Data section start
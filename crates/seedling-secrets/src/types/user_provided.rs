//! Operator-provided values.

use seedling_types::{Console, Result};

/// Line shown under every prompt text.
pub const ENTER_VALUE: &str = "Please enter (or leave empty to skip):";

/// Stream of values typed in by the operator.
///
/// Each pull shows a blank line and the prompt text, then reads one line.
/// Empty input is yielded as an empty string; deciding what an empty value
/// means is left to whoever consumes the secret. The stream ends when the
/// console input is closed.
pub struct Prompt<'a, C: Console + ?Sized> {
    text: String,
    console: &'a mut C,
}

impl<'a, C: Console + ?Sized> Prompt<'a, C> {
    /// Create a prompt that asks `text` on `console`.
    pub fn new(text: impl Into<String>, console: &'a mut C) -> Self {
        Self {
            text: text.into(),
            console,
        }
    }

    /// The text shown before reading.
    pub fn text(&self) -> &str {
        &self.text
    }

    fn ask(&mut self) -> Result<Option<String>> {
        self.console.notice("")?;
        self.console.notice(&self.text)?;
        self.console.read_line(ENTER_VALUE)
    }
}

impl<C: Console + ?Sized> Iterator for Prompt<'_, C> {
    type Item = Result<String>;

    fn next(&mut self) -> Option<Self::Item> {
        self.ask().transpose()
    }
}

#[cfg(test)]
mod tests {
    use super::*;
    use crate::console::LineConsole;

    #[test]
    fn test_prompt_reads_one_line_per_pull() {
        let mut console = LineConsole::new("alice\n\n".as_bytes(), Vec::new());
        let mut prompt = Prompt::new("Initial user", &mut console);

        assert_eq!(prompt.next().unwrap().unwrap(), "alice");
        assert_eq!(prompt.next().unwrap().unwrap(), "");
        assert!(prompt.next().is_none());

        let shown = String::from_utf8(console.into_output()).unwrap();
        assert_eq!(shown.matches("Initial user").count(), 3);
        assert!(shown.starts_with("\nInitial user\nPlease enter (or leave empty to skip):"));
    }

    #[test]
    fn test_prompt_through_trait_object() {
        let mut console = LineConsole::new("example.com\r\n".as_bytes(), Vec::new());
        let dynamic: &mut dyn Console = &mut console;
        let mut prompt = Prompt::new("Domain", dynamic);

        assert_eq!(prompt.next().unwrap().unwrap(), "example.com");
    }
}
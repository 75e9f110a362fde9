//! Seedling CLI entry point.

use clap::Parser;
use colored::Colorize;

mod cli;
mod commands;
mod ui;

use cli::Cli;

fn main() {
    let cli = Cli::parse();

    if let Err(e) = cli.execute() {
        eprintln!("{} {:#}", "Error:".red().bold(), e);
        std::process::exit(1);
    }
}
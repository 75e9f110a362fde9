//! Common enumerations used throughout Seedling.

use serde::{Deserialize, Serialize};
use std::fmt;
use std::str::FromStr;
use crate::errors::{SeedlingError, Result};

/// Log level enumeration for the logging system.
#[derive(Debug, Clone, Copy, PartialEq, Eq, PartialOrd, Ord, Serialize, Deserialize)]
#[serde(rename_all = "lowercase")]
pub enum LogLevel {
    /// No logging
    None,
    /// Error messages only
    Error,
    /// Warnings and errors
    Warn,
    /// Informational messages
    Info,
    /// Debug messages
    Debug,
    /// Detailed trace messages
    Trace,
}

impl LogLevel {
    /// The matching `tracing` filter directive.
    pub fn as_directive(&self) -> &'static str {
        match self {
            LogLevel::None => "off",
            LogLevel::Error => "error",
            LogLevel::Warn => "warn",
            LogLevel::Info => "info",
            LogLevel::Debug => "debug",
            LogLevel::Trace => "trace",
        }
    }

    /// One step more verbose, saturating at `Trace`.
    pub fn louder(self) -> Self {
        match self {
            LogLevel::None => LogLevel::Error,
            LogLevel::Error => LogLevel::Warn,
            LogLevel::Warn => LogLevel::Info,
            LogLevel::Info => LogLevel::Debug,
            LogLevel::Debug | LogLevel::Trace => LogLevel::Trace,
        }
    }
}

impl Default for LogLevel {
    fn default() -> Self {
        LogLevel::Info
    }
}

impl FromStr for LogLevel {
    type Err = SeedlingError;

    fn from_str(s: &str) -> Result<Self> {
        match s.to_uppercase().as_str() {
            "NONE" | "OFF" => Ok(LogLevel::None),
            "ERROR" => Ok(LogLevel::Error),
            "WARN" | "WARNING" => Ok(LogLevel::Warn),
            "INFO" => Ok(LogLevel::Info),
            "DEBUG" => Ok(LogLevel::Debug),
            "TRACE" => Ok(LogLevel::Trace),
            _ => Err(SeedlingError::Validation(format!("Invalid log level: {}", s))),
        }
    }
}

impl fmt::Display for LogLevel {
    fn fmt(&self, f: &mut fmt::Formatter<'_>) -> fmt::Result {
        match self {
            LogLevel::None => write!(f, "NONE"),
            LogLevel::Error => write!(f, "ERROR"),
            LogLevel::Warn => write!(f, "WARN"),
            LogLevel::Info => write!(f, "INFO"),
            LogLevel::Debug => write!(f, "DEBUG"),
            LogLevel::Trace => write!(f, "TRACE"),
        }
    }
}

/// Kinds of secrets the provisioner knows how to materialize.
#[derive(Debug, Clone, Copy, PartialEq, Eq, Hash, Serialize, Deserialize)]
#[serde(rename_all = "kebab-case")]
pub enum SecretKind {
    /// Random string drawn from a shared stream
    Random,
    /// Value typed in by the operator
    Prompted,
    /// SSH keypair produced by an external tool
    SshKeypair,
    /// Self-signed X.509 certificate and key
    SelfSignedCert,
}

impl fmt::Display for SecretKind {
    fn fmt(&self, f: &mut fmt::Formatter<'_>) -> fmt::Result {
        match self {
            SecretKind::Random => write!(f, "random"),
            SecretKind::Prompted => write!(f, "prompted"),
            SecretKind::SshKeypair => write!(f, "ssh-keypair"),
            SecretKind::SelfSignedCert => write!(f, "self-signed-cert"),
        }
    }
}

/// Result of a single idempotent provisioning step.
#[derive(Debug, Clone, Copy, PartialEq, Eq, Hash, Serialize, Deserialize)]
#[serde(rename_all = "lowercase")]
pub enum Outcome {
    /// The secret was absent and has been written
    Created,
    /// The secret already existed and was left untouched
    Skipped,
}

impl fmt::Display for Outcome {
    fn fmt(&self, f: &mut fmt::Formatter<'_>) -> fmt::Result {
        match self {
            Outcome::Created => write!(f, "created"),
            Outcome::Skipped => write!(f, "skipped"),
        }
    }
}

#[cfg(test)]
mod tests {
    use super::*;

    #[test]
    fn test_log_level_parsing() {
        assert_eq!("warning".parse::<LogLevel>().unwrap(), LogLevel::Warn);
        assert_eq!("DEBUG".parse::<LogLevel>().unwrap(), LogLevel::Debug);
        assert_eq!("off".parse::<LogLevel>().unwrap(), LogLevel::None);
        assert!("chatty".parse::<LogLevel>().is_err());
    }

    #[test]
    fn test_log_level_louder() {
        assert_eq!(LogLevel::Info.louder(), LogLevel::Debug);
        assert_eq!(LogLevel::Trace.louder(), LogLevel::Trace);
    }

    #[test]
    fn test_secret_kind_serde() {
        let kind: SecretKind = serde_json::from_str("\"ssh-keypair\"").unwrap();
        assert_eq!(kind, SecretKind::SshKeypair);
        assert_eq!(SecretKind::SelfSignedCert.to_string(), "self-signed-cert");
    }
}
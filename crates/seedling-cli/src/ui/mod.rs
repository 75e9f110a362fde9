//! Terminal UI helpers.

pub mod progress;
Data section end
What you will do>
Among the lines of the data above, find those with the word "example" and show them.

Written answer>
        let mut console = LineConsole::new("example.com\r\n".as_bytes(), Vec::new());
        assert_eq!(prompt.next().unwrap().unwrap(), "example.com");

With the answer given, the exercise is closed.